Why it’s wrong here:

  • Germline mosaicism explains inheritance patterns (e.g., recurrence risk) rather than producing a parent-of-origin methylation signature.
  • PWS UPD is a chromosomal segregation/imprinting mechanism, not a single-gene variant scenario.

High yield:
Germline mosaicism is classically tested in conditions like osteogenesis imperfecta type II (parents unaffected but multiple affected children possible).


F. Incomplete penetrance of an autosomal dominant allele

Why it’s tempting:
Another common explanation for “skipping generations.”

Why it’s wrong here:

  • PWS is not primarily an autosomal dominant condition with variable penetrance.
  • The stem provides molecular evidence: methylation indicates two maternal copies → points directly to UPD/imprinting, not a penetrance issue.

High-Yield UPD + Imprinting: What USMLE Loves

1) Prader–Willi vs Angelman (Same Locus, Different Parent)

Both involve 15q11–q13, but parent-of-origin matters.

Prader–Willi syndrome (loss of paternal expression)

  • Paternal deletion or maternal UPD
  • Hypotonia → hyperphagia, obesity
  • Developmental delay, hypogonadism, small hands/feet

Angelman syndrome (loss of maternal expression; often UBE3A)

  • Maternal deletion or paternal UPD
  • Severe intellectual disability, seizures, ataxia
  • Inappropriate laughter (“happy puppet”)

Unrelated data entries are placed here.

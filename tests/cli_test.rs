//! Tests for command line parsing

use clap::Parser;
use ptz_face_tracker::cli::{Cli, Command, PresetAction};
use std::path::PathBuf;

#[test]
fn test_global_flags_before_and_after_subcommand() {
    let cli = Cli::try_parse_from(["ptz-face-tracker", "--device", "/dev/video2", "run", "--track"]).unwrap();
    assert_eq!(cli.device.as_deref(), Some("/dev/video2"));
    assert_eq!(cli.resolved_command(), Command::Run { track: true });

    let cli = Cli::try_parse_from(["ptz-face-tracker", "controls", "--debug", "-C", "ptz.yaml"]).unwrap();
    assert!(cli.debug);
    assert_eq!(cli.config, Some(PathBuf::from("ptz.yaml")));
    assert_eq!(cli.resolved_command(), Command::Controls);
}

#[test]
fn test_apply_defaults_to_default_preset() {
    let cli = Cli::try_parse_from(["ptz-face-tracker", "apply"]).unwrap();
    assert_eq!(
        cli.resolved_command(),
        Command::Apply {
            preset: "Default".to_string()
        }
    );

    let cli = Cli::try_parse_from(["ptz-face-tracker", "apply", "Evening"]).unwrap();
    assert_eq!(
        cli.resolved_command(),
        Command::Apply {
            preset: "Evening".to_string()
        }
    );
}

#[test]
fn test_preset_subcommands() {
    let cli = Cli::try_parse_from(["ptz-face-tracker", "presets", "save", "Studio"]).unwrap();
    assert_eq!(
        cli.resolved_command(),
        Command::Presets {
            action: PresetAction::Save {
                name: "Studio".to_string()
            }
        }
    );

    let cli = Cli::try_parse_from(["ptz-face-tracker", "presets", "list"]).unwrap();
    assert_eq!(
        cli.resolved_command(),
        Command::Presets {
            action: PresetAction::List
        }
    );

    assert!(Cli::try_parse_from(["ptz-face-tracker", "presets", "delete"]).is_err());
}

#[test]
fn test_devices_and_unknown_subcommand() {
    let cli = Cli::try_parse_from(["ptz-face-tracker", "devices"]).unwrap();
    assert_eq!(cli.resolved_command(), Command::Devices);
    assert!(Cli::try_parse_from(["ptz-face-tracker", "fly"]).is_err());
}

2) Isodisomy vs Heterodisomy (Quick Definitions)

  • Heterodisomy: two different homologs from one parent → suggests meiosis I error
  • Isodisomy: two identical copies of one homolog → suggests meiosis II error or postzygotic duplication
    Why it matters: Isodisomy can unmask autosomal recessive disease.

3) Best Tests to Know

  • Methylation analysis: detects abnormal imprinting patterns (often first-line confirmatory for PWS/Angelman)
  • FISH / microarray: good for deletions/duplications
  • UPD studies (SNP microarray): can show absence of heterozygosity, consistent with UPD

Exam Tip: When to Think UPD

Think UPD when you see:

  • A classic imprinting syndrome phenotype (PWS/Angelman) but deletion testing is negative
  • A normal karyotype with parent-of-origin methylation abnormalities
  • Unexpected autosomal recessive disease in a child with only one carrier parent (possible isodisomy)

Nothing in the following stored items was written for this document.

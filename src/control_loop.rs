//! Per-frame control loop.
//!
//! One tick pulls a frame, runs detection and actuation when tracking is on,
//! draws the overlay and hands the frame to the preview. Everything runs on
//! the caller's thread; hardware writes block the tick for at most the
//! gateway timeout. Faults in any collaborator are logged and the tick
//! carries on.

use crate::{
    actuation::{CommitResult, PanTiltActuator, PanTiltMove},
    camera::FrameSource,
    constants::{PAN_CONTROL, TILT_CONTROL},
    error::Result,
    face_detection::FaceDetect,
    presets::{default_values, PresetValues},
    tracker::{FaceTracker, TrackerState},
    v4l2::ControlGateway,
    values::CurrentValues,
};
use log::{debug, info, warn};
use opencv::core::Mat;

/// Receives every frame the loop produces
pub trait PreviewSink {
    /// Show `frame`, or a blank picture when `None`
    ///
    /// # Errors
    ///
    /// Returns an error when the frame cannot be displayed.
    fn show(&mut self, frame: Option<&Mat>) -> Result<()>;
}

/// UI element that mirrors control values, such as a slider per control
pub trait ControlMirror {
    /// Reflect a new value for `control`
    fn reflect(&mut self, control: &str, value: i32);
}

/// Mirror that ignores updates, for headless use
#[derive(Debug, Clone, Copy, Default)]
pub struct NullMirror;

impl ControlMirror for NullMirror {
    fn reflect(&mut self, _control: &str, _value: i32) {}
}

/// Tracking state machine
#[derive(Debug, Clone, Copy, PartialEq, Eq)]
pub enum LoopState {
    /// Tracking disabled; frames are only previewed
    Idle,
    /// Detections drive pan/tilt
    Tracking,
}

/// What happened during one tick
#[derive(Debug, Clone, Copy, Default, PartialEq, Eq)]
pub struct TickOutcome {
    /// A frame was available
    pub frame_read: bool,
    /// Delta computed from a detected face
    pub delta: Option<(i32, i32)>,
    /// Move sent to the hardware, when the delta cleared hysteresis
    pub committed: Option<PanTiltMove>,
    /// Per-axis write status of `committed`
    pub commit_result: Option<CommitResult>,
}

/// Drives the camera controls from the tracker and the user
pub struct ControlLoop<G: ControlGateway, D: FaceDetect> {
    gateway: G,
    tracker: FaceTracker<D>,
    actuator: PanTiltActuator,
    values: CurrentValues,
}

impl<G: ControlGateway, D: FaceDetect> ControlLoop<G, D> {
    /// Create an idle loop with an empty value cache
    pub fn new(gateway: G, detector: D, actuator: PanTiltActuator) -> Self {
        Self {
            gateway,
            tracker: FaceTracker::new(detector),
            actuator,
            values: CurrentValues::new(),
        }
    }

    pub const fn state(&self) -> LoopState {
        if self.tracker.is_enabled() {
            LoopState::Tracking
        } else {
            LoopState::Idle
        }
    }

    pub const fn tracker_state(&self) -> &TrackerState {
        self.tracker.state()
    }

    pub const fn values(&self) -> &CurrentValues {
        &self.values
    }

    pub const fn gateway(&self) -> &G {
        &self.gateway
    }

    /// Enable or disable tracking; takes effect on the next tick.
    /// Leaving `Tracking` resets the tracker state.
    pub fn set_tracking(&mut self, enabled: bool) {
        let before = self.state();
        self.tracker.set_enabled(enabled);
        let after = self.state();
        if before != after {
            info!("Tracking {:?} -> {:?}", before, after);
        }
    }

    /// Flip tracking and return whether it is now enabled
    pub fn toggle_tracking(&mut self) -> bool {
        let enabled = !self.tracker.is_enabled();
        self.set_tracking(enabled);
        enabled
    }

    /// Forget the last face and zero the smoothed offset, keeping the
    /// current state
    pub fn reset_tracking(&mut self) {
        self.tracker.reset();
    }

    /// Replace the value cache with fresh reads of every known control and
    /// mirror them. Returns how many controls could be read.
    pub fn seed_from_hardware(&mut self, mirror: &mut dyn ControlMirror) -> usize {
        self.values = CurrentValues::seed_from(&self.gateway);
        for (control, value) in self.values.iter() {
            mirror.reflect(control, value);
        }
        self.values.len()
    }

    /// Write a control on behalf of the user. The cache is updated whether or
    /// not the write succeeds.
    pub fn set_control(&mut self, control: &str, value: i32) -> bool {
        let ok = self.gateway.set(control, value);
        if !ok {
            warn!("Failed to set {} to {}", control, value);
        }
        self.values.insert(control, value);
        ok
    }

    /// Write every value in `values` and mirror it. Returns how many writes
    /// succeeded.
    pub fn apply_values(&mut self, values: &PresetValues, mirror: &mut dyn ControlMirror) -> usize {
        let mut succeeded = 0;
        for (control, &value) in values {
            if self.set_control(control, value) {
                succeeded += 1;
            }
            mirror.reflect(control, value);
        }
        debug!("Applied {}/{} control values", succeeded, values.len());
        succeeded
    }

    /// Apply the factory default of every known control
    pub fn reset_to_defaults(&mut self, mirror: &mut dyn ControlMirror) -> usize {
        self.apply_values(&default_values(), mirror)
    }

    /// Run one frame of the loop
    pub fn tick(
        &mut self,
        source: &mut dyn FrameSource,
        preview: &mut dyn PreviewSink,
        mirror: &mut dyn ControlMirror,
    ) -> TickOutcome {
        let Some(mut frame) = source.read() else {
            if let Err(e) = preview.show(None) {
                warn!("Preview update failed: {}", e);
            }
            return TickOutcome::default();
        };

        let mut outcome = TickOutcome {
            frame_read: true,
            ..TickOutcome::default()
        };

        if self.state() == LoopState::Tracking {
            outcome.delta = self.tracker.get_pan_tilt_delta(
                &frame,
                self.actuator.pan_range(),
                self.actuator.tilt_range(),
            );

            if let Some(target) = outcome.delta.and_then(|delta| self.actuator.plan(&self.values, delta)) {
                let result = self.actuator.commit(&mut self.gateway, &mut self.values, &target);
                mirror.reflect(PAN_CONTROL, target.pan);
                mirror.reflect(TILT_CONTROL, target.tilt);
                outcome.committed = Some(target);
                outcome.commit_result = Some(result);
            }
        }

        if let Err(e) = self.tracker.draw_overlay(&mut frame) {
            warn!("Overlay drawing failed: {}", e);
        }
        if let Err(e) = preview.show(Some(&frame)) {
            warn!("Preview update failed: {}", e);
        }

        outcome
    }
}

Key Takeaways (Rapid Review)

  • UPD = both copies of a chromosome from one parent, often from trisomy rescue.
  • UPD causes disease via imprinting or unmasking recessive alleles.
  • PWS: loss of paternal 15q11–q13 expression → paternal deletion or maternal UPD.
  • A vignette with negative deletion testing + abnormal methylation is a major clue for UPD/imprinting defects.